Here is my props.conf:
[source::/var/log/containers/*]
SHOULD_LINEMERGE = false
NO_BINARY_CHECK = true
LINE_BREAKER = ([\n\r]+){"log":"{\n # setting line break as opening "{" in underlying JSON
CHARSET = UTF-8
disabled = false
[container_json]
CHARSET=UTF-8
SHOULD_LINEMERGE=false
NO_BINARY_CHECK = true
SEDCMD-1_unjsonify = s/{"log":"(?:\\u[0-9]+)?(.*?)\\n","stream.*/\1/g
SEDCMD-2_unescapequotes = s/\\"/"/g
category = Custom
disabled = false
pulldown_type = true
TRUNCATE=150000
TZ=UTC
KV_MODE = json
This is the log sent from Docker:
{"log":"{\n","stream":"stdout","time":"2018-03-06T18:56:08.648972915Z"}
{"log":" \"time\": \"2018-03-06 18:56:08.648636Z\",\n","stream":"stdout","time":"2018-03-06T18:56:08.649029831Z"}
{"log":" \"nothing_to_update\": true,\n","stream":"stdout","time":"2018-03-06T18:56:08.64903929Z"}
{"log":" \"events\": [\n","stream":"stdout","time":"2018-03-06T18:56:08.649045009Z"}
{"log":"\n","stream":"stdout","time":"2018-03-06T18:56:08.649050131Z"}
{"log":" ]\n","stream":"stdout","time":"2018-03-06T18:56:08.649054914Z"}
{"log":"}\n","stream":"stdout","time":"2018-03-06T18:56:08.649059571Z"}
This is the extracted source in Splunk, but each line is showing up as individual events:
{
"time": "2018-03-06 18:56:08.648636Z",
"nothing_to_update": true,
"events": [
]
}
I have other source files that seem to be working, but they are concatenating several JSON logs together. This source file shows up as one single event:
{
"time": "2018-03-06 18:56:18.507756Z",
"events": [
"No emails to send"
]
}
{
"time": "2018-03-06 18:56:18.514313Z",
"events": [
"No emails to send"
]
}
I've tried many different props.conf configurations, and this is the closest I've gotten to parsing the JSON properly. The extracted source for both examples is valid JSON, so I'm not sure why some source files are divided into line-by-line events but others are combining multiple JSON events into one.
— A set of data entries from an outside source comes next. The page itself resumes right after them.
use std::collections::BTreeMap;

use ciborium::Value;
use serde::de::DeserializeOwned;
use serde::{Deserialize, Serialize};

use crate::error::DescriptorError;
use crate::stack::SubjectStack;
use crate::subject::Subject;

/// Versioned metadata describing the subject of a persisted stack.
///
/// `declared_type` is captured from the subject type when the descriptor is
/// built and cannot be changed afterwards. Extras are attached with
/// [`with_extra`](Self::with_extra) before the descriptor is handed to the
/// codec.
#[derive(Debug, Clone, PartialEq, Serialize, Deserialize)]
pub struct SubjectDescriptor {
    id: Option<String>,
    version: i32,
    declared_type: String,
    extras: BTreeMap<String, Value>,
}

impl SubjectDescriptor {
    /// Descriptor for a subject of type `S`.
    ///
    /// # Arguments
    /// * `id` - Logical identity of the subject (a stable key, a qualified
    ///   type name, ...), if any
    /// * `version` - Shape version of the subject, compared by the caller on
    ///   restore to decide whether a migration is needed
    pub fn new<S: Subject>(id: Option<&str>, version: i32) -> Self {
        Self {
            id: id.map(str::to_string),
            version,
            declared_type: S::type_tag().into_owned(),
            extras: BTreeMap::new(),
        }
    }

    /// Descriptor for the subject type of `stack`.
    pub fn for_stack<T: SubjectStack>(_stack: &T, id: Option<&str>, version: i32) -> Self {
        Self::new::<T::Subject>(id, version)
    }

    /// Attach an extra value under `key`, replacing any previous value.
    pub fn with_extra<V: Serialize + ?Sized>(
        mut self,
        key: &str,
        value: &V,
    ) -> Result<Self, DescriptorError> {
        let value = Value::serialized(value).map_err(|e| DescriptorError::Extra {
            key: key.to_string(),
            reason: e.to_string(),
        })?;
        self.extras.insert(key.to_string(), value);
        Ok(self)
    }

    pub fn id(&self) -> Option<&str> {
        self.id.as_deref()
    }

    pub fn version(&self) -> i32 {
        self.version
    }

    pub fn declared_type(&self) -> &str {
        &self.declared_type
    }

    pub fn extras(&self) -> &BTreeMap<String, Value> {
        &self.extras
    }

    /// Read an extra back as `V`. `Ok(None)` when the key is absent.
    pub fn extra<V: DeserializeOwned>(&self, key: &str) -> Result<Option<V>, DescriptorError> {
        match self.extras.get(key) {
            None => Ok(None),
            Some(value) => value
                .deserialized()
                .map(Some)
                .map_err(|e| DescriptorError::Extra {
                    key: key.to_string(),
                    reason: e.to_string(),
                }),
        }
    }

    /// True when the subject type of this descriptor is `S`.
    pub fn declares<S: Subject>(&self) -> bool {
        self.declared_type == S::type_tag()
    }
}

/// Subject as carried inside the envelope.
#[derive(Debug, Clone, PartialEq, Serialize, Deserialize)]
pub enum SubjectPayload {
    /// Natively serialized subject, tagged with its runtime type.
    Native { type_tag: String, value: Value },
    /// String produced by the caller's encode hook.
    Encoded(String),
}

impl SubjectPayload {
    /// Type tag of the payload itself.
    pub fn type_tag(&self) -> &str {
        match self {
            SubjectPayload::Native { type_tag, .. } => type_tag,
            SubjectPayload::Encoded(_) => std::any::type_name::<String>(),
        }
    }

    pub fn is_native(&self) -> bool {
        matches!(self, SubjectPayload::Native { .. })
    }

    pub(crate) fn kind(&self) -> &'static str {
        match self {
            SubjectPayload::Native { .. } => "native",
            SubjectPayload::Encoded(_) => "encoded",
        }
    }
}

/// A decoded stack together with the outcome of subject reconciliation.
#[derive(Debug)]
pub struct RestoredResult<T> {
    stack: T,
    descriptor: SubjectDescriptor,
    matched_expected_type: bool,
    unresolved: Option<SubjectPayload>,
}

impl<T> RestoredResult<T> {
    pub(crate) fn new(
        stack: T,
        descriptor: SubjectDescriptor,
        matched_expected_type: bool,
        unresolved: Option<SubjectPayload>,
    ) -> Self {
        Self {
            stack,
            descriptor,
            matched_expected_type,
            unresolved,
        }
    }

    pub fn stack(&self) -> &T {
        &self.stack
    }

    pub fn stack_mut(&mut self) -> &mut T {
        &mut self.stack
    }

    pub fn into_stack(self) -> T {
        self.stack
    }

    pub fn descriptor(&self) -> &SubjectDescriptor {
        &self.descriptor
    }

    /// False when the restored subject is a placeholder because the payload
    /// type diverged from the expected one and no hook resolved it.
    pub fn matched_expected_type(&self) -> bool {
        self.matched_expected_type
    }

    /// Payload kept as the best-effort subject when it could not become the
    /// expected subject type.
    pub fn unresolved_payload(&self) -> Option<&SubjectPayload> {
        self.unresolved.as_ref()
    }

    pub fn into_parts(self) -> (T, SubjectDescriptor, bool) {
        (self.stack, self.descriptor, self.matched_expected_type)
    }
}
Any help would be greatly appreciated!
Looks like you were going in the right direction with your props settings. Try changing your LINE_BREAKER to this:
LINE_BREAKER = ([\n\r]+)\s*{"log":"{\\n
I'm not sure if you literally have a comment on the same line, but move it to the line before or after. Besides that, I: (1) Added escaping for the literal \n
in your data, and (2) allow spaces before the starting {
; this could simple be a copy-n-paste error when posting to this page, but shouldn't hurt either way.
If you want to use the original timestamps, instead of the ones from the wrapper process, then you could use something like this: (I used this combo on the test data provided.)
[your_sourcetype]
SHOULD_LINEMERGE=false
CHARSET=UTF-8
LINE_BREAKER=([\n\r]+)\s*{"log":"{\\n
SEDCMD-1=s/{"log":"(?:\\u[0-9]+)?(.*?)\\n","stream.*/\1/g
SEDCMD-2=s/\\"/"/g
TIME_PREFIX=\\"time\\": \\"
TIME_FORMAT=%Y-%m-%d %H:%M:%S.%6N%Z
KV_MODE=json
TRUNCATE=150000
TZ=UTC
Note that TIME_PREFIX
expected to see a literal \"
, because time processing happens before SEDCMD*
take effect.
Looks like you were going in the right direction with your props settings. Try changing your LINE_BREAKER to this:
LINE_BREAKER = ([\n\r]+)\s*{"log":"{\\n
I'm not sure if you literally have a comment on the same line, but move it to the line before or after. Besides that, I: (1) Added escaping for the literal \n
in your data, and (2) allow spaces before the starting {
; this could simple be a copy-n-paste error when posting to this page, but shouldn't hurt either way.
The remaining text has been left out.